No queda claro que el nuevo gobierno vaya a modificar radicalmente las políticas económicas (de hecho ya se han hecho afirmaciones que contradicen varias de las promesas de campaña de López Obrador, como revertir los aumentos al precio de las gasolinas), ni tampoco se garantiza que aquellas políticas que sí serán distintas realmente beneficien a la mayoría. Se trata, sin duda, de un delicado juego de equilibrios en el que habrá que conservar muchas cosas para transformar otras y en el que habrá que contemporizar las expectativas radicales de cambio con las resistencias a éste. 

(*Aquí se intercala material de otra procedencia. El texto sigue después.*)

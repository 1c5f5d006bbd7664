mod common;

use common::clock;
use entitle_license::{
    Clock, DeviceIdentity, DeviceInfo, EntitlementMachine, HttpLicenseClient, LicenseConfig,
    LicenseServer, NoHardwareId, RevalidationOutcome,
};
use entitle_store::LicenseStore;
use entitle_types::{ActivationRecord, LicenseState};
use serde_json::json;
use std::sync::Arc;
use wiremock::matchers::{method, path};
use wiremock::{Mock, MockServer, ResponseTemplate};

fn http_machine(server: &MockServer, store: &LicenseStore) -> EntitlementMachine {
    let config = LicenseConfig {
        api_base_url: server.uri(),
        organization_id: "org_test".to_string(),
        ..Default::default()
    };
    let info = DeviceInfo {
        os_name: "linux".to_string(),
        os_version: "24.04".to_string(),
        hostname: "studio".to_string(),
        arch: "x86_64".to_string(),
    };
    let client: Arc<dyn LicenseServer> =
        Arc::new(HttpLicenseClient::with_device_info(config.clone(), info).unwrap());
    let clock: Arc<dyn Clock> = clock();
    let device = DeviceIdentity::with_hardware(store.clone(), Arc::new(NoHardwareId));
    EntitlementMachine::with_parts(store.clone(), device, client, clock, config)
}

async fn answer_validate(server: &MockServer, status: u16, body: serde_json::Value) {
    Mock::given(method("POST"))
        .and(path("/v1/licenses/validate"))
        .respond_with(ResponseTemplate::new(status).set_body_json(body))
        .mount(server)
        .await;
}

#[tokio::test]
async fn stateless_key_not_found_is_revoked() {
    let server = MockServer::start().await;
    answer_validate(&server, 404, json!({"error": "ResourceNotFound"})).await;
    let store = LicenseStore::in_memory();
    store.save_stateless_license("FREE-KEY").unwrap();
    let m = http_machine(&server, &store);
    assert!(m.state().is_licensed());

    assert_eq!(m.revalidate().await.unwrap(), RevalidationOutcome::Revoked);
    assert_eq!(m.state(), LicenseState::TrialActive { days_remaining: 7 });
    assert!(store.stateless_license_key().is_none());
}

#[tokio::test]
async fn stateless_key_with_malformed_reply_is_deferred() {
    let server = MockServer::start().await;
    Mock::given(method("POST"))
        .respond_with(ResponseTemplate::new(200).set_body_string("<html>maintenance</html>"))
        .mount(&server)
        .await;
    let store = LicenseStore::in_memory();
    store.save_stateless_license("FREE-KEY").unwrap();
    let m = http_machine(&server, &store);

    assert_eq!(
        m.revalidate().await.unwrap(),
        RevalidationOutcome::Deferred {
            consecutive_failures: 1
        }
    );
    assert!(m.state().is_licensed());
}

#[tokio::test]
async fn bad_token_defers_instead_of_revoking_activation() {
    let server = MockServer::start().await;
    answer_validate(&server, 401, json!({"detail": "Invalid token"})).await;
    let store = LicenseStore::in_memory();
    let record = ActivationRecord::new("ABC", "act-1", 1);
    store.save_activation_record(&record).unwrap();
    let m = http_machine(&server, &store);

    assert_eq!(
        m.revalidate().await.unwrap(),
        RevalidationOutcome::Deferred {
            consecutive_failures: 1
        }
    );
    assert!(m.state().is_licensed());
    assert_eq!(store.activation_record(), Some(record));
    assert!(store.needs_revalidation());
}

#[tokio::test]
async fn deleted_activation_is_revoked() {
    let server = MockServer::start().await;
    answer_validate(&server, 404, json!({"detail": "Activation not found"})).await;
    let store = LicenseStore::in_memory();
    store
        .save_activation_record(&ActivationRecord::new("ABC", "act-1", 1))
        .unwrap();
    let m = http_machine(&server, &store);

    assert_eq!(m.revalidate().await.unwrap(), RevalidationOutcome::Revoked);
    assert!(store.activation_record().is_none());
}
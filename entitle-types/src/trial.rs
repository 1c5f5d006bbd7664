//! Trial countdown.
//!
//! The remaining days are always derived from the start instant and the
//! current wall-clock time. Nothing here is a stored counter, so the value is
//! correct across restarts and while the process was suspended.

use crate::LicenseState;
use chrono::{DateTime, Utc};
use serde::{Deserialize, Serialize};

/// Default trial length in days.
pub const TRIAL_PERIOD_DAYS: u32 = 7;

const SECS_PER_DAY: i64 = 24 * 60 * 60;

/// Start instant and length of the local trial.
#[derive(Debug, Clone, Copy, PartialEq, Eq, Serialize, Deserialize)]
pub struct TrialClock {
    started_at: DateTime<Utc>,
    period_days: u32,
}

impl TrialClock {
    /// Creates a clock with the default seven-day period.
    #[must_use]
    pub fn new(started_at: DateTime<Utc>) -> Self {
        Self::with_period(started_at, TRIAL_PERIOD_DAYS)
    }

    /// Creates a clock with a custom period.
    #[must_use]
    pub fn with_period(started_at: DateTime<Utc>, period_days: u32) -> Self {
        Self {
            started_at,
            period_days,
        }
    }

    /// When the trial started.
    #[must_use]
    pub fn started_at(&self) -> DateTime<Utc> {
        self.started_at
    }

    /// Trial length in days.
    #[must_use]
    pub fn period_days(&self) -> u32 {
        self.period_days
    }

    /// Whole days elapsed since the start. A wall clock set before the start
    /// counts as zero elapsed days.
    #[must_use]
    pub fn elapsed_days(&self, now: DateTime<Utc>) -> u64 {
        let secs = (now - self.started_at).num_seconds();
        if secs <= 0 {
            0
        } else {
            (secs / SECS_PER_DAY) as u64
        }
    }

    /// `max(0, period_days - elapsed_days)`.
    #[must_use]
    pub fn days_remaining(&self, now: DateTime<Utc>) -> u32 {
        let elapsed = self.elapsed_days(now);
        u64::from(self.period_days).saturating_sub(elapsed) as u32
    }

    /// Returns true once no trial days remain.
    #[must_use]
    pub fn is_expired(&self, now: DateTime<Utc>) -> bool {
        self.days_remaining(now) == 0
    }

    /// The trial state this clock resolves to at `now`.
    #[must_use]
    pub fn state_at(&self, now: DateTime<Utc>) -> LicenseState {
        match self.days_remaining(now) {
            0 => LicenseState::TrialExpired,
            days_remaining => LicenseState::TrialActive { days_remaining },
        }
    }
}
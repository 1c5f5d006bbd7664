use serde::{Deserialize, Serialize};

/// A license key bound to this device by the server.
///
/// Persisted only when the server required an activation step. Licenses that
/// need no activation never produce a record.
#[derive(Debug, Clone, PartialEq, Eq, Serialize, Deserialize)]
pub struct ActivationRecord {
    /// The license key as submitted (trimmed).
    pub license_key: String,
    /// Activation id issued by the server.
    pub activation_id: String,
    /// Maximum concurrent devices for the key; 0 when unlimited or not tracked.
    pub activations_limit: u32,
}

impl ActivationRecord {
    /// Creates a new record.
    pub fn new(
        license_key: impl Into<String>,
        activation_id: impl Into<String>,
        activations_limit: u32,
    ) -> Self {
        Self {
            license_key: license_key.into(),
            activation_id: activation_id.into(),
            activations_limit,
        }
    }
}
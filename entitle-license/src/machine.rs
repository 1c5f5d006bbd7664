//! Entitlement state machine.
//!
//! The single owner of [`LicenseState`]. Every transition goes through this
//! type; everything else reads the state or subscribes to changes.
//!
//! ```text
//! startup ─▶ TrialActive | TrialExpired | Licensed
//! TrialActive | TrialExpired | Licensed ─submit_key─▶ Validating
//! Validating ─▶ Licensed | ActivationFailed
//! ActivationFailed ─acknowledge─▶ (state before the submission)
//! Licensed ─remove_license / revocation─▶ TrialActive | TrialExpired
//! ```
//!
//! At most one server request is in flight at a time. A license change made
//! while a request is in flight bumps an epoch counter, and the late result
//! of the older request is discarded.

use crate::client::{Activation, LicenseServer};
use crate::clock::{Clock, SystemClock};
use crate::config::LicenseConfig;
use crate::device::DeviceIdentity;
use crate::error::{LicenseError, LicenseResult};
use entitle_store::LicenseStore;
use entitle_types::{ActivationRecord, DeviceId, ErrorKind, LicenseState, TrialClock};
use std::future::Future;
use std::sync::atomic::{AtomicBool, AtomicU64, Ordering};
use std::sync::{Arc, Mutex, PoisonError};
use std::time::Duration;
use tokio::sync::watch;
use tracing::{debug, info, warn};

/// Upper bound between background revalidation checks.
const REVALIDATION_POLL: Duration = Duration::from_secs(60 * 60);

/// What a background revalidation concluded.
#[derive(Debug, Clone, PartialEq, Eq)]
pub enum RevalidationOutcome {
    /// The server confirmed the license.
    Confirmed,
    /// The server no longer honours the license; it was removed locally.
    Revoked,
    /// The server could not be reached. The license stays in effect.
    Deferred {
        /// Consecutive failed attempts so far.
        consecutive_failures: u32,
    },
    /// Nothing to revalidate.
    NotLicensed,
}

/// Payload-free "license status changed" signal.
///
/// Fires after every transition; call [`EntitlementMachine::state`] to read
/// the new state.
pub struct StatusChanges {
    rx: watch::Receiver<LicenseState>,
}

impl StatusChanges {
    /// Waits for the next transition. Returns false once the machine is gone.
    pub async fn changed(&mut self) -> bool {
        self.rx.changed().await.is_ok()
    }
}

enum Outcome {
    Activated(Activation),
    Stateless,
}

/// Owns the authoritative [`LicenseState`].
pub struct EntitlementMachine {
    store: LicenseStore,
    device: DeviceIdentity,
    server: Arc<dyn LicenseServer>,
    clock: Arc<dyn Clock>,
    config: LicenseConfig,
    state: watch::Sender<LicenseState>,
    /// State to fall back to while `Validating` or `ActivationFailed`.
    resume: Mutex<Option<LicenseState>>,
    in_flight: AtomicBool,
    epoch: AtomicU64,
}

En donde sí se advierte un cambio es en modo de hacer política, es decir, en esa práctica de acercamiento a la gente en la que López Obrador, a querer o no, ha mostrado una diligencia notable. Sus opositores señalan que este acercamiento popular, que incluye el recurso de las consultas, es un recurso populista y demagógico que se sustenta en la ilegalidad. Y tal vez tengan razón. Pero lo que no advierten es que por primera vez en décadas ese amplio sector de la población que se ha sentido ignorado, olvidado y maginado, encuentra en un actor político una conexión de sentido que se había roto desde la década de 1980. Si alguna virtud tiene López Obrador es precisamente la de haber devuelto a una amplia población su carácter de interlocutor activo, es decir, de ser el sujeto pensado y el sujeto real de la acción política.

Demagógica o no, populista o no, la política del cambio que promueve López Obrador se basa en algo que ha olvidado o simplemente pasado por alto la clase política institucional: convertir al “pueblo”, ese sujeto abstracto en el que caben todos, en alguien a quien se habla. Para muchos es ahí donde radican los ecos chavistas, castristas o incluso peronistas de López Obrador. Tal vez.
Pero también resuena algo de ese pensamiento filosófico de Martin Buber, sin el cual no se puede hacer realmente política: “Vivir significa ser alguien a quien se dirige la palabra”[1].  Y cuando menos como ilusión, esa ha sido quizás el cambio central en el modo de hacer política de López Obrador. Más que dirigirse a los mercados, más que dirigirse a los empresarios o a otras fuerzas políticas, el Peje ha sabido hacer del electorado el interlocutor de su discurso político, el sujeto al que se le habla y, acaso por extensión, el sujeto por el que él habla.

No sé si esto sea suficiente para pensar en un verdadero cambio, en ese sentido estructural y técnico al que se suelen referir los especialistas en economía, derecho y administración pública. Pero sí es un cambio en un sentido político. Muy probablemente el nuevo gobierno incurra en muchas equivocaciones y yerros. Pero ha sabido devolver a ese “otro” de la política, es decir, al gobernado, un lugar que se le había negado por décadas. Y si las cosas no cambian abruptamente de aquí a fin de semana, este 1 de diciembre veremos, por primera vez en muchos años, una verdadera verbena popular. Se trata, al menos inicialmente, del júbilo de quienes nuevamente sienten que tienen un lugar.
oooOooo





[1] Véase, Habermas, En la espiral de la tecnocracia, Trotta, P. 33.